RL with Learnable Textual Feedback:
A Bilevel Approach

Utsav Singh*,1, Sidhaarth Sredharan*,2, Souradip Chakraborty3, Amrit Singh Bedi1
1University of Central Florida 2Carnegie Mellon University 3University of Maryland *Equal contribution

Abstract

Reinforcement learning with verifiable rewards can improve LLM reasoning, but learning remains sample-inefficient when terminal rewards are sparse. This has motivated a growing line of work on RL with textual feedback, where a critic model generates natural language feedback to guide a reasoning model (the actor), augmenting scalar rewards with richer learning signals.

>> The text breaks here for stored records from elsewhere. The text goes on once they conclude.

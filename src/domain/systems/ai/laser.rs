// Charge-then-sustain beams: the tier 5 weapon and the optional player laser.

use crate::domain::events::EventSink;
use crate::domain::geometry::is_colliding_with_tank;
use crate::domain::grid::tile_of;
use crate::domain::state::{EntityId, Laser, LaserPhase, Tank};
use crate::domain::systems::combat::{CombatRules, HitReport, apply_hit};
use crate::domain::tuning::projectile::{DropTuning, LaserTuning};
use crate::domain::world::Arena;
use rand::Rng;

#[derive(Debug, Clone, Copy, PartialEq)]
pub struct BeamTrace {
    pub x2: f32,
    pub y2: f32,
    /// First living tank the beam touched, other than its owner.
    pub hit: Option<EntityId>,
}

/// Marches a beam from `(x, y)` until it leaves the grid, enters a wall tile
/// or crosses a tank. The march is capped at the world diagonal.
pub fn trace_beam(arena: &Arena, owner: EntityId, x: f32, y: f32, angle: f32, step: f32) -> BeamTrace {
    let (width, height) = arena.grid.world_size();
    let max_distance = width.hypot(height);
    let (dx, dy) = (angle.cos() * step, angle.sin() * step);
    let (mut px, mut py) = (x, y);
    let mut travelled = 0.0;

    while travelled < max_distance {
        px += dx;
        py += dy;
        travelled += step;

        match arena.grid.get(tile_of(px), tile_of(py)) {
            Some(value) if value <= 0 => {}
            _ => break,
        }
        let hit = arena
            .tanks
            .values()
            .find(|t| t.id != owner && is_colliding_with_tank(px, py, t, 0.0))
            .map(|t| t.id);
        if hit.is_some() {
            return BeamTrace { x2: px, y2: py, hit };
        }
    }
    BeamTrace { x2: px, y2: py, hit: None }
}

/// Puts an idle bot beam into its charge phase.
pub fn arm(tank: &mut Tank, tuning: &LaserTuning) {
    if tank.laser == LaserPhase::Idle && tank.fire_cooldown == 0 {
        tank.laser = LaserPhase::Charging {
            ticks_left: tuning.charge_ticks,
        };
    }
}

/// Player beams skip the charge phase. Returns whether a beam started.
pub fn fire_player_laser(tank: &mut Tank, tuning: &LaserTuning) -> bool {
    if tank.dead || tank.laser != LaserPhase::Idle {
        return false;
    }
    tank.laser = LaserPhase::Firing {
        ticks_left: tuning.sustain_ticks,
    };
    tank.laser_damage_timer = 0;
    true
}

/// Advances a beam one tick along the tank's turret: publishes the segment,
/// applies damage every `damage_interval` ticks while firing, and cools down
/// for `cooldown` ticks afterwards.
#[allow(clippy::too_many_arguments)]
pub fn advance<R: Rng + ?Sized>(
    tank: &mut Tank,
    cooldown: u32,
    arena: &mut Arena,
    tuning: &LaserTuning,
    rules: CombatRules,
    drops: &DropTuning,
    rng: &mut R,
    events: &mut impl EventSink,
    report: &mut HitReport,
) {
    match tank.laser {
        LaserPhase::Idle => {}
        LaserPhase::Charging { ticks_left } => {
            publish(tank, arena, tuning, false);
            tank.laser = if ticks_left <= 1 {
                tank.laser_damage_timer = 0;
                LaserPhase::Firing {
                    ticks_left: tuning.sustain_ticks,
                }
            } else {
                LaserPhase::Charging {
                    ticks_left: ticks_left - 1,
                }
            };
        }
        LaserPhase::Firing { ticks_left } => {
            let trace = publish(tank, arena, tuning, true);
            tank.laser_damage_timer = tank.laser_damage_timer.saturating_sub(1);
            if let Some(victim) = trace.hit {
                if tank.laser_damage_timer == 0 {
                    apply_hit(arena, tank.id, victim, rules, drops, rng, events, report);
                    tank.laser_damage_timer = tuning.damage_interval;
                }
            }
            tank.laser = if ticks_left <= 1 {
                LaserPhase::Cooling { ticks_left: cooldown }
            } else {
                LaserPhase::Firing {
                    ticks_left: ticks_left - 1,
                }
            };
        }
        LaserPhase::Cooling { ticks_left } => {
            tank.laser = if ticks_left <= 1 {
                LaserPhase::Idle
            } else {
                LaserPhase::Cooling {
                    ticks_left: ticks_left - 1,
                }
            };
        }
    }
}

fn publish(tank: &Tank, arena: &mut Arena, tuning: &LaserTuning, is_active: bool) -> BeamTrace {
    let trace = trace_beam(arena, tank.id, tank.x, tank.y, tank.turret_angle, tuning.step);
    arena.lasers.push(Laser {
        owner: tank.id,
        x1: tank.x,
        y1: tank.y,
        x2: trace.x2,
        y2: trace.y2,
        is_active,
        duration: tuning.segment_ttl,
    });
    trace
}

/// Runs every human beam that is not idle.
pub fn tick_player_lasers<R: Rng + ?Sized>(
    arena: &mut Arena,
    tuning: &LaserTuning,
    rules: CombatRules,
    drops: &DropTuning,
    rng: &mut R,
    events: &mut impl EventSink,
    report: &mut HitReport,
) {
    let active: Vec<EntityId> = arena
        .humans()
        .filter(|t| t.laser != LaserPhase::Idle)
        .map(|t| t.id)
        .collect();

    for id in active {
        let Some(mut tank) = arena.tanks.remove(&id) else {
            continue;
        };
        if tank.dead {
            tank.laser = LaserPhase::Idle;
        } else {
            advance(&mut tank, tuning.player_cooldown, arena, tuning, rules, drops, rng, events, report);
        }
        arena.tanks.insert(id, tank);
    }
}

/// Ages published segments and drops the expired ones.
pub fn prune_lasers(arena: &mut Arena) {
    for laser in &mut arena.lasers {
        laser.duration = laser.duration.saturating_sub(1);
    }
    arena.lasers.retain(|l| l.duration > 0);
}

#[cfg(test)]
mod tests {
    use super::*;
    use crate::domain::events::SimEvent;
    use crate::domain::grid::TileGrid;
    use crate::domain::state::{GameMode, TankKind};
    use rand::SeedableRng;
    use rand::rngs::StdRng;

    const RULES: CombatRules = CombatRules {
        mode: GameMode::Campaign,
        friendly_fire: false,
    };

    fn short_beam() -> LaserTuning {
        LaserTuning {
            charge_ticks: 2,
            sustain_ticks: 3,
            damage_interval: 2,
            step: 5.0,
            segment_ttl: 2,
            player_cooldown: 4,
        }
    }

    #[test]
    fn when_beam_meets_wall_then_it_stops_there() {
        let mut grid = TileGrid::filled(3, 10, 0);
        grid.set(6, 1, 1);
        let arena = Arena::new(grid);
        let trace = trace_beam(&arena, EntityId::Bot(0), 75.0, 75.0, 0.0, 5.0);
        assert_eq!(trace.hit, None);
        assert!(trace.x2 >= 295.0 && trace.x2 <= 305.0);
    }

    #[test]
    fn when_beam_crosses_tank_then_it_reports_the_hit() {
        let mut arena = Arena::new(TileGrid::filled(3, 10, 0));
        arena.tanks.insert(EntityId::Human(2), Tank::human(2, "p", 200.0, 75.0));
        let trace = trace_beam(&arena, EntityId::Bot(0), 75.0, 75.0, 0.0, 5.0);
        assert_eq!(trace.hit, Some(EntityId::Human(2)));
        assert!(trace.x2 > 180.0 && trace.x2 < 220.0);
    }

    #[test]
    fn when_bot_beam_runs_then_it_charges_fires_and_cools_down() {
        let tuning = short_beam();
        let mut arena = Arena::new(TileGrid::filled(3, 10, 0));
        let mut victim = Tank::human(2, "p", 300.0, 75.0);
        victim.shield_charges = 5;
        arena.tanks.insert(victim.id, victim);

        let mut bot = Tank::new(EntityId::Bot(1), TankKind::Tier(5), 75.0, 75.0);
        let mut rng = StdRng::seed_from_u64(2);
        let mut events: Vec<SimEvent> = Vec::new();
        let mut report = HitReport::default();
        let mut step = |bot: &mut Tank, arena: &mut Arena| {
            advance(bot, 10, arena, &tuning, RULES, &DropTuning::default(), &mut rng, &mut events, &mut report);
        };

        arm(&mut bot, &tuning);
        assert_eq!(bot.laser, LaserPhase::Charging { ticks_left: 2 });
        step(&mut bot, &mut arena);
        step(&mut bot, &mut arena);
        assert!(arena.lasers.iter().all(|l| !l.is_active));
        assert_eq!(bot.laser, LaserPhase::Firing { ticks_left: 3 });
        assert_eq!(arena.tanks[&EntityId::Human(2)].shield_charges, 5);

        for _ in 0..3 {
            step(&mut bot, &mut arena);
        }
        assert_eq!(arena.tanks[&EntityId::Human(2)].shield_charges, 3);
        assert_eq!(bot.laser, LaserPhase::Cooling { ticks_left: 10 });
        assert!(arena.lasers.iter().any(|l| l.is_active));

        arm(&mut bot, &tuning);
        assert!(matches!(bot.laser, LaserPhase::Cooling { .. }));
        for _ in 0..10 {
            step(&mut bot, &mut arena);
        }
        assert_eq!(bot.laser, LaserPhase::Idle);
    }

    #[test]
    fn when_player_fires_laser_then_only_one_beam_runs_at_a_time() {
        let tuning = short_beam();
        let mut tank = Tank::human(1, "p", 0.0, 0.0);
        assert!(fire_player_laser(&mut tank, &tuning));
        assert!(!fire_player_laser(&mut tank, &tuning));

        let mut dead = Tank::human(2, "q", 0.0, 0.0);
        dead.dead = true;
        assert!(!fire_player_laser(&mut dead, &tuning));
    }

    #[test]
    fn when_player_beam_hits_a_bot_then_the_bot_dies() {
        let tuning = short_beam();
        let mut arena = Arena::new(TileGrid::filled(3, 10, 0));
        let mut shooter = Tank::human(1, "p", 75.0, 75.0);
        assert!(fire_player_laser(&mut shooter, &tuning));
        arena.tanks.insert(shooter.id, shooter);
        arena.tanks.insert(EntityId::Bot(0), Tank::new(EntityId::Bot(0), TankKind::Tier(1), 300.0, 75.0));

        let mut rng = StdRng::seed_from_u64(2);
        let mut events: Vec<SimEvent> = Vec::new();
        let mut report = HitReport::default();
        tick_player_lasers(&mut arena, &tuning, RULES, &DropTuning::default(), &mut rng, &mut events, &mut report);

        assert!(arena.tanks[&EntityId::Bot(0)].dead);
        assert_eq!(report.kills.len(), 1);
        assert_eq!(arena.lasers.len(), 1);
        assert!(arena.tanks.contains_key(&EntityId::Human(1)));
    }

    #[test]
    fn when_segments_age_then_expired_ones_are_pruned() {
        let mut arena = Arena::new(TileGrid::filled(1, 1, 0));
        for duration in [1, 2] {
            arena.lasers.push(Laser {
                owner: EntityId::Bot(0),
                x1: 0.0,
                y1: 0.0,
                x2: 1.0,
                y2: 1.0,
                is_active: true,
                duration,
            });
        }
        prune_lasers(&mut arena);
        assert_eq!(arena.lasers.len(), 1);
        assert_eq!(arena.lasers[0].duration, 1);
    }
}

However, existing methods typically treat feedback as fixed or auxiliary, which misses a key property: feedback should not merely be correct, but should improve the policy (actor model) when provided in context. This motivates a paradigm of learnable textual feedback for RL. Yet the learnability and usefulness of feedback depend on the policy's ability to learn from it, making RL with learnable feedback an inherently bilevel problem. We formalize this coupling as a Stackelberg bilevel program and derive Bilevel Natural Language Actor-Critic (Bi-NAC), which jointly trains a critic to generate reward-improving feedback and an actor to exploit it. Across MATH-500, MBPP, and GPQA, Bi-NAC improves sample and parameter efficiency over RL and fixed-critic baselines: our 2B model outperforms the 3B GRPO baseline, achieving 46.6% versus 41.4% on MATH-500, while our 6B model surpasses the 7B GRPO baseline, achieving 49.3% versus 43.6% on GPQA.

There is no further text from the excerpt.